(Bis)phosphonic acid-functionalized poly(ethyleneimine)- poly(amido amine)s for selective in vitro transfection of osteosarcoma cells

Abstract

Osteosarcoma is aggressive bone cancer, whose treatment has not changed significantly for the past few decades. Although gene therapy methods have emerged as potential treatment routes, the need for efficient and nontoxic gene delivery systems targeting osteosarcoma cells remains a challenge. High-molecular-weight poly(ethyleneimine)s (PEIs) are used as universal transfection agents; however, they cause significant cytotoxicity. on the other hand, poly(amido amine)s (PAAs) are biocompatible, biodegradable polymers with promising transfection efficiency, which should be improved further.
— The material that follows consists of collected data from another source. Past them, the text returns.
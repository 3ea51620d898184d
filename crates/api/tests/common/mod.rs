#![allow(dead_code)]

use std::sync::Arc;

use axum::body::Body;
use axum::http::{Method, Request, Response};
use axum::Router;
use http_body_util::BodyExt;
use sqlx::PgPool;
use tower::ServiceExt;

use jsonwebtoken::{encode, EncodingKey, Header};
use zoo_api::auth::jwt::{Claims, JwtConfig};
use zoo_api::config::ServerConfig;
use zoo_api::router::build_app_router;
use zoo_api::state::AppState;
use zoo_core::roles::ROLE_ADMIN;

const TEST_JWT_SECRET: &str = "test-secret-that-is-long-enough-for-hmac";

/// Build a test `ServerConfig` with safe defaults.
///
/// Uses `http://localhost:5173` as CORS origin (matching the dev default)
/// and a 30-second request timeout.
pub fn test_config() -> ServerConfig {
    ServerConfig {
        host: "127.0.0.1".to_string(),
        port: 0,
        cors_origins: vec!["http://localhost:5173".to_string()],
        request_timeout_secs: 30,
        jwt: JwtConfig {
            secret: TEST_JWT_SECRET.to_string(),
        },
    }
}

/// Build the full application router, middleware included, over `pool`.
pub fn build_test_app(pool: PgPool) -> Router {
    let config = test_config();
    let state = AppState {
        pool,
        config: Arc::new(config.clone()),
    };
    build_app_router(state, &config)
}

/// Sign a 15-minute token for `subject` carrying `role`, as the console's
/// login flow would.
pub fn token_for(subject: &str, role: &str) -> String {
    let now = chrono::Utc::now().timestamp();
    let claims = Claims {
        sub: subject.to_string(),
        role: role.to_string(),
        exp: now + 15 * 60,
        iat: now,
        jti: uuid::Uuid::new_v4().to_string(),
    };
    encode(
        &Header::default(),
        &claims,
        &EncodingKey::from_secret(TEST_JWT_SECRET.as_bytes()),
    )
    .expect("token encoding")
}

/// Sign a token with the admin role.
pub fn admin_token() -> String {
    token_for("keeper", ROLE_ADMIN)
}

// ---------------------------------------------------------------------------
// Request helpers
// ---------------------------------------------------------------------------

async fn send(app: Router, request: Request<Body>) -> Response<Body> {
    app.oneshot(request).await.expect("router should not fail")
}

fn json_request(method: Method, uri: &str, body: serde_json::Value) -> Request<Body> {
    Request::builder()
        .method(method)
        .uri(uri)
        .header("content-type", "application/json")
        .body(Body::from(body.to_string()))
        .unwrap()
}

pub async fn get(app: Router, uri: &str) -> Response<Body> {
    let request = Request::builder()
        .method(Method::GET)
        .uri(uri)
        .body(Body::empty())
        .unwrap();
    send(app, request).await
}

pub async fn get_auth(app: Router, uri: &str, token: &str) -> Response<Body> {
    let request = Request::builder()
        .method(Method::GET)
        .uri(uri)
        .header("authorization", format!("Bearer {token}"))
        .body(Body::empty())
        .unwrap();
    send(app, request).await
}

pub async fn post_json(app: Router, uri: &str, body: serde_json::Value) -> Response<Body> {
    send(app, json_request(Method::POST, uri, body)).await
}

pub async fn put_json(app: Router, uri: &str, body: serde_json::Value) -> Response<Body> {
    send(app, json_request(Method::PUT, uri, body)).await
}

pub async fn put_json_auth(
    app: Router,
    uri: &str,
    body: serde_json::Value,
    token: &str,
) -> Response<Body> {
    let mut request = json_request(Method::PUT, uri, body);
    request.headers_mut().insert(
        "authorization",
        format!("Bearer {token}").parse().unwrap(),
    );
    send(app, request).await
}

pub async fn patch_json(app: Router, uri: &str, body: serde_json::Value) -> Response<Body> {
    send(app, json_request(Method::PATCH, uri, body)).await
}

pub async fn delete(app: Router, uri: &str) -> Response<Body> {
    let request = Request::builder()
        .method(Method::DELETE)
        .uri(uri)
        .body(Body::empty())
        .unwrap();
    send(app, request).await
}

/// Collect a response body and parse it as JSON.
pub async fn body_json(response: Response<Body>) -> serde_json::Value {
    let bytes = response.into_body().collect().await.unwrap().to_bytes();
    serde_json::from_slice(&bytes).unwrap()
}

// ---------------------------------------------------------------------------
// Fixtures
// ---------------------------------------------------------------------------

/// Create a family through the API and return its id.
pub async fn create_family(pool: &PgPool, name: &str) -> i64 {
    let response = post_json(
        build_test_app(pool.clone()),
        "/api/v1/families",
        serde_json::json!({ "name": name }),
    )
    .await;
    assert_eq!(response.status(), axum::http::StatusCode::CREATED);
    body_json(response).await["id"].as_i64().unwrap()
}

/// Create a species through the API and return its id.
pub async fn create_species(
    pool: &PgPool,
    common_name: &str,
    scientific_name: &str,
    family_id: i64,
    endangered: bool,
) -> i64 {
    let response = post_json(
        build_test_app(pool.clone()),
        "/api/v1/species",
        serde_json::json!({
            "common_name": common_name,
            "scientific_name": scientific_name,
            "family_id": family_id,
            "endangered": endangered,
        }),
    )
    .await;
    assert_eq!(response.status(), axum::http::StatusCode::CREATED);
    body_json(response).await["id"].as_i64().unwrap()
}
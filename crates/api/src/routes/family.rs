//! Route definitions for the `/families` resource.

use axum::routing::get;
use axum::Router;

use crate::handlers::family;
use crate::state::AppState;

/// Routes mounted at `/families`.
///
/// ```text
/// GET    /       -> list
/// POST   /       -> create
/// GET    /{id}   -> get_by_id
/// PUT    /{id}   -> update
/// PATCH  /{id}   -> patch
/// DELETE /{id}   -> delete
/// ```
pub fn router() -> Router<AppState> {
    Router::new()
        .route("/", get(family::list).post(family::create))
        .route(
            "/{id}",
            get(family::get_by_id)
                .put(family::update)
                .patch(family::patch)
                .delete(family::delete),
        )
}
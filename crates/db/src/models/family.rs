//! Family entity model and DTOs.

use serde::{Deserialize, Serialize};
use sqlx::FromRow;
use validator::Validate;
use zoo_core::types::{DbId, Timestamp};

/// A row from the `families` table.
#[derive(Debug, Clone, FromRow, Serialize)]
pub struct Family {
    pub id: DbId,
    pub name: String,
    pub created_at: Timestamp,
    pub updated_at: Timestamp,
}

/// DTO for creating a new family.
#[derive(Debug, Clone, Deserialize, Validate)]
pub struct CreateFamily {
    #[validate(length(min = 1, max = 150))]
    pub name: String,
}

/// DTO for updating an existing family. All fields optional.
#[derive(Debug, Clone, Default, Deserialize, Validate)]
pub struct UpdateFamily {
    #[validate(length(min = 1, max = 150))]
    pub name: Option<String>,
}
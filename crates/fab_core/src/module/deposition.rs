//! Thin-film deposition, stage 0 of the pipeline.
//!
//! 300 W nominal draw, 60 ticks at the reference profile. No calibration or
//! cooldown; the chamber goes straight from queue to work.

use rand_chacha::ChaCha8Rng;

use crate::{
    FinishedJob, JobHandle, ModuleState, OrbitPhase, PowerSource, ProcessModule, Stage,
    StageAccess, TelemetryRow, Tunables,
};

use super::bulk::BulkStage;

pub struct DepositionModule {
    inner: BulkStage,
}

impl DepositionModule {
    /// `access` must be bound to [`Stage::Deposition`].
    pub fn new(access: StageAccess, tunables: &Tunables, rng: ChaCha8Rng) -> Self {
        debug_assert_eq!(access.stage(), Stage::Deposition);
        DepositionModule {
            inner: BulkStage::new(access, tunables.deposition_w, rng),
        }
    }
}

impl ProcessModule for DepositionModule {
    fn stage(&self) -> Stage {
        Stage::Deposition
    }

    fn state(&self) -> &ModuleState {
        self.inner.state()
    }

    fn enqueue(&mut self, job: JobHandle) {
        self.inner.enqueue(job);
    }

    fn discard(&mut self, job: JobHandle) {
        self.inner.discard(job);
    }

    fn tick(
        &mut self,
        t: u64,
        orbit: OrbitPhase,
        power: &dyn PowerSource,
    ) -> Option<TelemetryRow> {
        self.inner.tick(t, orbit, power)
    }

    fn take_finished(&mut self) -> Option<FinishedJob> {
        self.inner.take_finished()
    }
}
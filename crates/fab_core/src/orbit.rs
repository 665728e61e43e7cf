//! Orbit oracle: tick → illumination phase.
//!
//! Pure and side-effect free. An ephemeris-backed lookup can replace this
//! behind the same signature.

use crate::{OrbitPhase, Tunables};

/// Illumination phase for tick `t`: the first `sunlight_window_ticks` of
/// every `orbit_period_ticks`-long cycle are sunlight, the rest eclipse.
pub fn orbit_phase(t: u64, tunables: &Tunables) -> OrbitPhase {
    if t % tunables.orbit_period_ticks < tunables.sunlight_window_ticks {
        OrbitPhase::Sunlight
    } else {
        OrbitPhase::Eclipse
    }
}
//! Job-file loading and tunables overrides, shared by the CLI and any
//! future embedding.
//!
//! The job roster is plain text, one wafer id per line. Blank and
//! whitespace-only lines are ignored; everything else is taken verbatim as
//! an id. Phase durations and defect chances come from the tunables
//! profile, not the file.

use std::path::{Path, PathBuf};

use fab_core::{Job, JobId, Tunables};
use thiserror::Error;

#[derive(Error, Debug)]
pub enum LoadError {
    #[error("input file not found: {0}")]
    NotFound(PathBuf),
    #[error("reading {path}: {source}")]
    Io {
        path: PathBuf,
        source: std::io::Error,
    },
    #[error("{0} contains no job ids")]
    NoJobs(PathBuf),
    #[error("parsing tunables from {path}: {source}")]
    Malformed {
        path: PathBuf,
        source: serde_json::Error,
    },
}

/// Read the job roster file into ids, preserving file order.
pub fn load_job_ids(path: &Path) -> Result<Vec<JobId>, LoadError> {
    if !path.exists() {
        return Err(LoadError::NotFound(path.to_path_buf()));
    }
    let contents = std::fs::read_to_string(path).map_err(|source| LoadError::Io {
        path: path.to_path_buf(),
        source,
    })?;

    let ids: Vec<JobId> = contents
        .lines()
        .map(str::trim)
        .filter(|line| !line.is_empty())
        .map(|line| JobId(line.to_string()))
        .collect();

    if ids.is_empty() {
        return Err(LoadError::NoJobs(path.to_path_buf()));
    }
    Ok(ids)
}

/// Load the roster and build one job per id from the tunables profile.
pub fn load_jobs(path: &Path, tunables: &Tunables) -> Result<Vec<Job>, LoadError> {
    let ids = load_job_ids(path)?;
    Ok(ids
        .into_iter()
        .map(|id| Job::from_profile(id, tunables))
        .collect())
}

/// Load a tunables profile from a JSON file. Missing fields fall back to
/// the defaults, so an override file only needs the knobs it changes.
pub fn load_tunables(path: &Path) -> Result<Tunables, LoadError> {
    if !path.exists() {
        return Err(LoadError::NotFound(path.to_path_buf()));
    }
    let contents = std::fs::read_to_string(path).map_err(|source| LoadError::Io {
        path: path.to_path_buf(),
        source,
    })?;
    serde_json::from_str(&contents).map_err(|source| LoadError::Malformed {
        path: path.to_path_buf(),
        source,
    })
}

#[cfg(test)]
mod tests {
    use super::*;
    use std::io::Write;

    fn write_temp(contents: &str) -> tempfile::NamedTempFile {
        let mut file = tempfile::NamedTempFile::new().unwrap();
        file.write_all(contents.as_bytes()).unwrap();
        file
    }

    #[test]
    fn loads_one_id_per_line() {
        let file = write_temp("T_1\nT_2\nT_3\n");
        let ids = load_job_ids(file.path()).unwrap();
        assert_eq!(
            ids,
            vec![
                JobId("T_1".to_string()),
                JobId("T_2".to_string()),
                JobId("T_3".to_string())
            ]
        );
    }

    #[test]
    fn skips_blank_and_whitespace_lines() {
        let file = write_temp("T_1\n\n   \n\tT_2\n");
        let ids = load_job_ids(file.path()).unwrap();
        assert_eq!(ids.len(), 2);
        assert_eq!(ids[1], JobId("T_2".to_string()), "ids are trimmed");
    }

    #[test]
    fn missing_file_is_not_found() {
        let err = load_job_ids(Path::new("/nonexistent/jobs.txt")).unwrap_err();
        assert!(matches!(err, LoadError::NotFound(_)));
    }

    #[test]
    fn empty_roster_is_an_error() {
        let file = write_temp("\n  \n");
        let err = load_job_ids(file.path()).unwrap_err();
        assert!(matches!(err, LoadError::NoJobs(_)));
    }

    #[test]
    fn jobs_get_profile_durations() {
        let file = write_temp("T_1\n");
        let tunables = Tunables::default();
        let jobs = load_jobs(file.path(), &tunables).unwrap();
        assert_eq!(jobs[0].phases[0].required_ticks, 60);
        assert_eq!(jobs[0].phases[1].required_ticks, 20);
        assert_eq!(jobs[0].phases[2].required_ticks, 120);
        assert_eq!(jobs[0].current_stage, 0);
    }

    #[test]
    fn tunables_file_overrides_only_named_fields() {
        let file = write_temp(r#"{"battery_capacity_mwh": 1000, "deposition_w": 150}"#);
        let tunables = load_tunables(file.path()).unwrap();
        assert_eq!(tunables.battery_capacity_mwh, 1_000);
        assert_eq!(tunables.deposition_w, 150);
        assert_eq!(tunables.implant_w, 200, "untouched fields keep defaults");
    }

    #[test]
    fn malformed_tunables_file_is_an_error() {
        let file = write_temp("not json");
        let err = load_tunables(file.path()).unwrap_err();
        assert!(matches!(err, LoadError::Malformed { .. }));
    }
}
In this paper, we combined low-molecular-weight branched PEI (1800 Da) and PAA macromers functionalized with various amounts of (bis)phosphonic acid groups and pentanol (via 5-amino-1-pentanol (AP)). The (bis)phosphonic acid groups on these polymers (PAEIs) are intended to facilitate bone targeting. The molecular weights of the PAEI polymers were between 2600 and 8600 g/mol. Their cytotoxicities and green fluorescence protein (GFP) transfection efficiencies were tested on an osteosarcoma cell line (U-2 OS cells), which is challenging to transfect, and healthy muscle cells (C2C12). Both the cytotoxicity and transfection efficiency of PAEIs were affected by the phosphonic acid (via APA, 2-aminoethyl phosphonic acid) or bisphosphonic acid (via ALE, sodium alendronate) content of the polymers. PAEIs are more cytocompatible than both linear and branched 25 kDa PEI. ALE-containing PAEIs provided better transfection than APA-containing ones. The most efficient PAEI polymer, containing a 0.7:0.3 AP/ALE ratio, displayed a transfection efficiency that was five times higher than that of 25 kDa PEI with dramatically better cytocompatibility. This is comparable to FuGENE, but PAEI is more advantageous in selective transfection of the U-2 OS. This set of polymers may be promising candidates for targeted gene therapy of osteosarcoma.